Tuesday, February 16, 2016

A Tale of Two Shootings: In the Hospital, In the Park

We've discussed how Easy Rawlins, Black Betty, and much of their Los Angeles came to California as part of the 2nd Great Migration. (That's one of Jacob Lawrence's series The Great Migration, one of the high points of 20th century American art.)  This past Sunday's New York Times had a piece by the journalist and historian Isabel Wilkerson that compares the end of two Great Migration stories--the killing of 14-year-old Emmett Till in 1955 when his family sent him back to the South for a summer vacation, and the killing of 12-year-old Tamar Rice in 2014 in a Cleveland park across the street from his home.
Another reason the article is interesting is its narrative structure: it's a good example of non-fiction writing that uses characters to tell a story with a large historical arc, in under 1800 words (or about two blog posts).  Take a look at the skillful way the two family stories are told.   Another major issue gets us to the second story:  
As in the majority of the 21st-century cases of police shootings in the North, no one was prosecuted in the death of Tamir Rice. Late last December, a grand jury declined to indict the officer who killed him. Decades ago, in the Jim Crow South, Emmett Till’s killers were acquitted by an all-white jury, but at least they had gone to trial.

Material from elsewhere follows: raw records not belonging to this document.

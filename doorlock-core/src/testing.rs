//! Fakes shared by the unit tests

use std::collections::VecDeque;
use std::string::String;
use std::vec::Vec;

use embedded_hal::delay::DelayNs;

use doorlock_hal::{AnalogInput, EepromError, ErrorType, RamEeprom, Uart, UartRx, UartTx, WordStorage};

use crate::config::ConfigStore;
use crate::engine::{Engine, EngineConfig};
use crate::session::{Console, ControlClient, Session};
use crate::traits::{
    Actuator, ActuatorError, Feedback, Indicator, Key, Keypad, TextDisplay, DISPLAY_COLUMNS,
};

/// Word storage that can be told to fail, and logs every committed write
pub struct FlakyEeprom<const N: usize> {
    inner: RamEeprom<N>,
    writes_left: Option<usize>,
    fail_reads: bool,
    log: Vec<(u32, u32)>,
}

impl<const N: usize> FlakyEeprom<N> {
    pub fn new() -> Self {
        Self {
            inner: RamEeprom::new(),
            writes_left: None,
            fail_reads: false,
            log: Vec::new(),
        }
    }

    /// Allow `count` more writes, then fail every write
    pub fn fail_after(&mut self, count: usize) {
        self.writes_left = Some(count);
    }

    pub fn fail_reads(&mut self, fail: bool) {
        self.fail_reads = fail;
    }

    pub fn write_log(&self) -> &[(u32, u32)] {
        &self.log
    }

    pub fn words(&self) -> &[u32; N] {
        self.inner.words()
    }
}

impl<const N: usize> WordStorage for FlakyEeprom<N> {
    type Error = EepromError;

    fn read_word(&mut self, offset: u32) -> Result<u32, Self::Error> {
        if self.fail_reads {
            return Err(EepromError::Busy);
        }
        self.inner.read_word(offset)
    }

    fn write_word(&mut self, offset: u32, value: u32) -> Result<(), Self::Error> {
        match self.writes_left {
            Some(0) => return Err(EepromError::WriteFailed),
            Some(ref mut left) => *left -= 1,
            None => {}
        }
        self.inner.write_word(offset, value)?;
        self.log.push((offset, value));
        Ok(())
    }

    fn capacity_words(&self) -> u32 {
        self.inner.capacity_words()
    }
}

/// Actuator that counts runs
#[derive(Debug, Default)]
pub struct RecordingActuator {
    pub opens: u32,
    pub closes: u32,
    pub stops: u32,
    /// Report a drive fault on every run
    pub fail: bool,
}

impl RecordingActuator {
    pub fn new() -> Self {
        Self::default()
    }
}

impl Actuator for RecordingActuator {
    fn open(&mut self) -> Result<(), ActuatorError> {
        self.opens += 1;
        if self.fail {
            Err(ActuatorError::Drive)
        } else {
            Ok(())
        }
    }

    fn close(&mut self) -> Result<(), ActuatorError> {
        self.closes += 1;
        if self.fail {
            Err(ActuatorError::Drive)
        } else {
            Ok(())
        }
    }

    fn stop(&mut self) {
        self.stops += 1;
    }
}

/// Status LED that remembers what it was asked to show
#[derive(Debug, Default)]
pub struct RecordingIndicator {
    pub lit: bool,
    pub lit_count: u32,
    pub blinks: Vec<u8>,
}

impl Indicator for RecordingIndicator {
    fn on(&mut self) {
        self.lit = true;
        self.lit_count += 1;
    }

    fn off(&mut self) {
        self.lit = false;
    }

    fn blink(&mut self, count: u8) {
        self.blinks.push(count);
        self.lit = false;
    }
}

#[derive(Debug, Clone, Copy, PartialEq, Eq)]
pub enum TestLinkError {
    /// A blocking read found nothing to return
    Empty,
}

pub type LoopbackEngine = Engine<RamEeprom<8>, RecordingActuator>;

/// Link whose far end is a real engine, answering synchronously
pub struct LoopbackLink {
    engine: LoopbackEngine,
    pending: VecDeque<u8>,
}

impl LoopbackLink {
    pub fn fresh() -> Self {
        let engine = Engine::new(
            ConfigStore::new(RamEeprom::new()),
            RecordingActuator::new(),
            EngineConfig::default(),
        );
        Self {
            engine,
            pending: VecDeque::new(),
        }
    }

    pub fn provisioned(credential: &[u8; 5]) -> Self {
        let mut link = Self::fresh();
        for &byte in b"N".iter().chain(credential.iter()) {
            link.engine.feed(byte);
        }
        assert!(link.engine.configuration().initialized);
        link
    }

    pub fn engine(&self) -> &LoopbackEngine {
        &self.engine
    }
}

impl ErrorType for LoopbackLink {
    type Error = TestLinkError;
}

impl UartTx for LoopbackLink {
    fn write_blocking(&mut self, data: &[u8]) -> Result<(), Self::Error> {
        for &byte in data {
            if let Some(reply) = self.engine.feed(byte) {
                self.pending.push_back(reply.to_byte());
            }
        }
        Ok(())
    }

    fn flush(&mut self) -> Result<(), Self::Error> {
        Ok(())
    }
}

impl UartRx for LoopbackLink {
    fn read_blocking(&mut self, buf: &mut [u8]) -> Result<usize, Self::Error> {
        drain_into(&mut self.pending, buf)
    }

    fn read_byte_timeout(&mut self, _timeout_ms: u32) -> Result<Option<u8>, Self::Error> {
        Ok(self.pending.pop_front())
    }
}

/// Link with nobody on the other end
#[derive(Debug, Default)]
pub struct SilentLink {
    sent: Vec<u8>,
}

impl ErrorType for SilentLink {
    type Error = TestLinkError;
}

impl UartTx for SilentLink {
    fn write_blocking(&mut self, data: &[u8]) -> Result<(), Self::Error> {
        self.sent.extend_from_slice(data);
        Ok(())
    }

    fn flush(&mut self) -> Result<(), Self::Error> {
        Ok(())
    }
}

impl UartRx for SilentLink {
    fn read_blocking(&mut self, _buf: &mut [u8]) -> Result<usize, Self::Error> {
        Err(TestLinkError::Empty)
    }

    fn read_byte_timeout(&mut self, _timeout_ms: u32) -> Result<Option<u8>, Self::Error> {
        Ok(None)
    }
}

/// Link answering each write with the next scripted reply
///
/// `None` in the script means the write goes unanswered.
#[derive(Debug, Default)]
pub struct ScriptedLink {
    replies: VecDeque<Option<u8>>,
    pending: VecDeque<u8>,
    sent: Vec<u8>,
}

impl ScriptedLink {
    pub fn new(replies: impl IntoIterator<Item = Option<u8>>) -> Self {
        Self {
            replies: replies.into_iter().collect(),
            ..Self::default()
        }
    }

    /// Queue bytes as if they arrived unsolicited
    pub fn inject(&mut self, bytes: &[u8]) {
        self.pending.extend(bytes.iter().copied());
    }

    pub fn sent(&self) -> &[u8] {
        &self.sent
    }
}

impl ErrorType for ScriptedLink {
    type Error = TestLinkError;
}

impl UartTx for ScriptedLink {
    fn write_blocking(&mut self, data: &[u8]) -> Result<(), Self::Error> {
        self.sent.extend_from_slice(data);
        if let Some(Some(reply)) = self.replies.pop_front() {
            self.pending.push_back(reply);
        }
        Ok(())
    }

    fn flush(&mut self) -> Result<(), Self::Error> {
        Ok(())
    }
}

impl UartRx for ScriptedLink {
    fn read_blocking(&mut self, buf: &mut [u8]) -> Result<usize, Self::Error> {
        drain_into(&mut self.pending, buf)
    }

    fn read_byte_timeout(&mut self, _timeout_ms: u32) -> Result<Option<u8>, Self::Error> {
        Ok(self.pending.pop_front())
    }
}

fn drain_into(pending: &mut VecDeque<u8>, buf: &mut [u8]) -> Result<usize, TestLinkError> {
    if pending.is_empty() {
        return Err(TestLinkError::Empty);
    }
    let mut count = 0;
    for slot in buf.iter_mut() {
        match pending.pop_front() {
            Some(byte) => {
                *slot = byte;
                count += 1;
            }
            None => break,
        }
    }
    Ok(count)
}

/// Keypad replaying a script
///
/// Script characters are key legends; `.` is a poll that sees no key and
/// spaces are ignored. Running past the end of the script panics.
#[derive(Debug)]
pub struct ScriptedKeypad {
    keys: VecDeque<Option<Key>>,
}

impl ScriptedKeypad {
    pub fn typing(script: &str) -> Self {
        let keys = script
            .chars()
            .filter(|c| !c.is_whitespace())
            .map(|c| match c {
                '.' => None,
                c => Some(Key::from_char(c).expect("unknown key legend in script")),
            })
            .collect();
        Self { keys }
    }
}

impl Keypad for ScriptedKeypad {
    fn read_key(&mut self) -> Key {
        loop {
            match self.keys.pop_front() {
                Some(Some(key)) => return key,
                Some(None) => continue,
                None => panic!("keypad script exhausted"),
            }
        }
    }

    fn read_key_timeout(&mut self, _timeout_ms: u32) -> Option<Key> {
        self.keys.pop_front().expect("keypad script exhausted")
    }
}

/// Display keeping a screen image and every text written
#[derive(Debug, Default)]
pub struct RecordingDisplay {
    rows: [String; 2],
    cursor: (u8, u8),
    transcript: String,
}

impl RecordingDisplay {
    pub fn transcript(&self) -> String {
        self.transcript.clone()
    }

    pub fn row(&self, row: usize) -> &str {
        &self.rows[row]
    }
}

impl TextDisplay for RecordingDisplay {
    fn clear(&mut self) {
        self.rows = Default::default();
        self.cursor = (0, 0);
        self.transcript.push('\n');
    }

    fn set_cursor(&mut self, row: u8, col: u8) {
        self.cursor = (row.min(1), col.min(DISPLAY_COLUMNS));
    }

    fn write(&mut self, text: &str) {
        self.transcript.push_str(text);

        let (row, col) = self.cursor;
        let line = &mut self.rows[row as usize];
        let mut chars: Vec<char> = line.chars().collect();
        chars.resize(DISPLAY_COLUMNS as usize, ' ');
        let mut col = col as usize;
        for c in text.chars() {
            if col >= chars.len() {
                break;
            }
            chars[col] = c;
            col += 1;
        }
        *line = chars.into_iter().collect::<String>().trim_end().into();
        self.cursor.1 = col as u8;
    }
}

/// Buzzer counting clicks and tones
#[derive(Debug, Default)]
pub struct CountingBuzzer {
    pub clicks: u32,
    pub tones: u32,
    pub sounding: bool,
}

impl Feedback for CountingBuzzer {
    fn beep_short(&mut self) {
        self.clicks += 1;
    }

    fn on(&mut self) {
        self.tones += 1;
        self.sounding = true;
    }

    fn off(&mut self) {
        self.sounding = false;
    }
}

/// Delay that only accumulates the requested time
#[derive(Debug, Default)]
pub struct FakeDelay {
    elapsed_ns: u64,
}

impl FakeDelay {
    pub fn elapsed_ms(&self) -> u64 {
        self.elapsed_ns / 1_000_000
    }
}

impl DelayNs for FakeDelay {
    fn delay_ns(&mut self, ns: u32) {
        self.elapsed_ns += u64::from(ns);
    }

    fn delay_ms(&mut self, ms: u32) {
        self.elapsed_ns += u64::from(ms) * 1_000_000;
    }
}

/// Potentiometer stuck at one reading
#[derive(Debug, Clone, Copy)]
pub struct FixedPot(Option<u16>);

impl FixedPot {
    pub fn at(raw: u16) -> Self {
        Self(Some(raw))
    }

    /// Every read times out
    pub fn failed() -> Self {
        Self(None)
    }
}

impl AnalogInput for FixedPot {
    fn read_timeout(&mut self, _timeout_ms: u32) -> Option<u16> {
        self.0
    }
}

pub type TestSession<L> =
    Session<L, ScriptedKeypad, RecordingDisplay, CountingBuzzer, FixedPot, FakeDelay>;

pub fn test_session<L: Uart>(link: L, keys: &str, pot: FixedPot) -> TestSession<L> {
    let console = Console::new(
        ScriptedKeypad::typing(keys),
        RecordingDisplay::default(),
        CountingBuzzer::default(),
        FakeDelay::default(),
    );
    Session::new(ControlClient::new(link), console, pot)
}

The Times also ran a major investigative story about why a Black college student in Houston sought help for a manic episode that was producing delusions and wound up with a bullet in his chest--administered in his hospital room.  He survived, and the story was produced in tandem with an episode of This American Life, "My Damn Mind," in which the victim, Alan Pean, tells much of the story himself.  Both are really good, and ponder issues we've raised about the underlying cultural forces that shape Black freedom and justice (and their absence) in the U.S., fifty years after the formal end of Jim Crow.